MATERIAL PROVIDED
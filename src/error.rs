use agent_runtime::RuntimeError;
use thiserror::Error;

use crate::snapshot::SnapshotError;

#[derive(Debug, Error)]
pub enum OrchestratorError {
    #[error(transparent)]
    Runtime(#[from] RuntimeError),

    #[error("no active work session")]
    NoActiveSession,

    #[error("a work session is already running; start a new session to replace it")]
    AlreadyStarted,

    #[error("a plan session is already active")]
    PlanSessionActive,

    #[error("no plan session is active")]
    NoPlanSession,

    #[error("a resume decision is pending; choose to try again or start a new session")]
    RecoveryPending,

    #[error("no resume decision is pending")]
    NoRecoveryPending,

    #[error("authentication required: {message}")]
    AuthenticationRequired { message: String },

    #[error("the orchestrator has shut down")]
    Terminated,

    #[error(transparent)]
    Snapshot(#[from] SnapshotError),
}
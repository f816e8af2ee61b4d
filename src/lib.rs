//! Session orchestration core for a remote agent runtime.
//!
//! # Overview
//! - [`SessionController`] owns the work/plan session pair, resumes with
//!   classified retries ([`retry`]), and routes runtime events.
//! - [`sandbox`] defines the restricted tool set of plan sessions.
//! - [`snapshot`] captures pre-mutation file content and correlates it to
//!   the invocation that changed the file.
//! - [`model_switch`] changes models in place and falls back at creation.
//!
//! Every component publishes to the UI through an injected
//! [`EventPublisher`]; nothing writes to process-wide state.

pub mod config;
pub mod controller;
pub mod error;
pub mod events;
pub mod model_switch;
pub mod retry;
pub mod sandbox;
pub mod snapshot;

pub use crate::config::{ConfigError, OrchestratorConfig, ToolPolicy};
pub use crate::controller::{
    LifecycleState, PendingRecovery, RecoveryChoice, SendOutcome, SessionController,
    SessionHandle, StartOutcome, UsageCounters,
};
pub use crate::error::OrchestratorError;
pub use crate::events::{
    ui_channel, EventPublisher, SessionMode, ToolExecutionRecord, ToolStatus, UiEvent,
};
pub use crate::model_switch::{ModelSwitchCoordinator, SwitchOutcome};
pub use crate::retry::{ResumeErrorKind, RetryDecision, RetryState};
pub use crate::sandbox::{Denial, PlanToolHost, ToolAction, ToolWhitelist};
pub use crate::snapshot::{FileDiff, SnapshotError, SnapshotPipeline};
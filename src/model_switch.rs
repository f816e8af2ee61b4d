//! Live model changes and capability-aware session creation.

use std::sync::Arc;

use agent_runtime::{
    AgentRuntime, CreateSessionRequest, ModelCapability, RuntimeError, SessionInfo,
};
use tracing::{debug, info, warn};

use crate::events::{EventPublisher, SessionMode, UiEvent};

/// Result of one [`ModelSwitchCoordinator::switch_model`] call.
#[derive(Debug, Clone, PartialEq, Eq)]
pub enum SwitchOutcome {
    /// Requested model was already active; nothing was called or reported.
    Unchanged,
    Switched { model: String },
    /// The runtime refused; `active_model` is still in effect.
    Failed { active_model: String, reason: String },
}

impl SwitchOutcome {
    /// Model in effect after the call, given the model before it.
    #[must_use]
    pub fn effective_model<'a>(&'a self, previous: &'a str) -> &'a str {
        match self {
            Self::Switched { model } => model,
            Self::Unchanged | Self::Failed { .. } => previous,
        }
    }
}

pub struct ModelSwitchCoordinator {
    runtime: Arc<dyn AgentRuntime>,
    publisher: EventPublisher,
    default_model: String,
    capabilities: Option<Vec<ModelCapability>>,
}

impl ModelSwitchCoordinator {
    #[must_use]
    pub fn new(
        runtime: Arc<dyn AgentRuntime>,
        publisher: EventPublisher,
        default_model: impl Into<String>,
    ) -> Self {
        Self {
            runtime,
            publisher,
            default_model: default_model.into(),
            capabilities: None,
        }
    }

    #[must_use]
    pub fn default_model(&self) -> &str {
        &self.default_model
    }

    /// Changes the model of a live session in place.
    ///
    /// `current_model` is the caller's cached model; on failure it stays
    /// authoritative and is reported back as the active model. A rejection
    /// as unsupported drops the cached capability list, which is refetched
    /// on the next lookup.
    pub async fn switch_model(
        &mut self,
        mode: SessionMode,
        session_id: &str,
        current_model: &str,
        requested: &str,
    ) -> SwitchOutcome {
        if requested == current_model {
            return SwitchOutcome::Unchanged;
        }

        match self.runtime.switch_model(session_id, requested).await {
            Ok(()) => {
                info!(session_id, mode = mode.as_str(), model = requested, "model switched");
                self.publisher.publish(UiEvent::ModelSwitched {
                    mode,
                    model: requested.to_string(),
                });
                SwitchOutcome::Switched {
                    model: requested.to_string(),
                }
            }
            Err(error) => {
                if matches!(error, RuntimeError::UnsupportedModel { .. }) {
                    debug!(model = requested, "capability list is stale; dropping it");
                    self.capabilities = None;
                }
                warn!(
                    session_id,
                    mode = mode.as_str(),
                    attempted = requested,
                    active = current_model,
                    %error,
                    "model switch failed"
                );
                let reason = error.to_string();
                self.publisher.publish(UiEvent::ModelSwitchFailed {
                    mode,
                    attempted: requested.to_string(),
                    active_model: current_model.to_string(),
                    reason: reason.clone(),
                });
                SwitchOutcome::Failed {
                    active_model: current_model.to_string(),
                    reason,
                }
            }
        }
    }

    /// Creates a session, retrying once with the default model when the
    /// requested one is rejected as unsupported.
    pub async fn create_with_fallback(
        &self,
        request: CreateSessionRequest,
    ) -> Result<SessionInfo, RuntimeError> {
        let requested = request.model.clone();
        let fallback = request.with_model(&self.default_model);

        match self.runtime.create_session(request).await {
            Err(RuntimeError::UnsupportedModel { model }) if requested != self.default_model => {
                warn!(
                    requested = %model,
                    fallback = %self.default_model,
                    "model unsupported at creation; falling back to default"
                );
                self.publisher.publish(UiEvent::ModelFallback {
                    requested: requested.clone(),
                    fallback: self.default_model.clone(),
                });
                self.runtime.create_session(fallback).await
            }
            other => other,
        }
    }

    /// Returns the cached capability list, fetching it on first use.
    pub async fn available_models(&mut self) -> Result<&[ModelCapability], RuntimeError> {
        if self.capabilities.is_none() {
            let models = self.runtime.list_models().await?;
            self.capabilities = Some(models);
        }
        Ok(self.capabilities.as_deref().unwrap_or_default())
    }

    /// Cached capability of `model`, if the list has been fetched.
    #[must_use]
    pub fn capability(&self, model: &str) -> Option<&ModelCapability> {
        self.capabilities
            .as_ref()?
            .iter()
            .find(|capability| capability.id == model)
    }
}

GOAL OF THE EXERCISE
Working through the records above, copy each line in which "OrchestratorError" is found.

PROBLEM SOLUTION
pub enum OrchestratorError {
pub use crate::error::OrchestratorError;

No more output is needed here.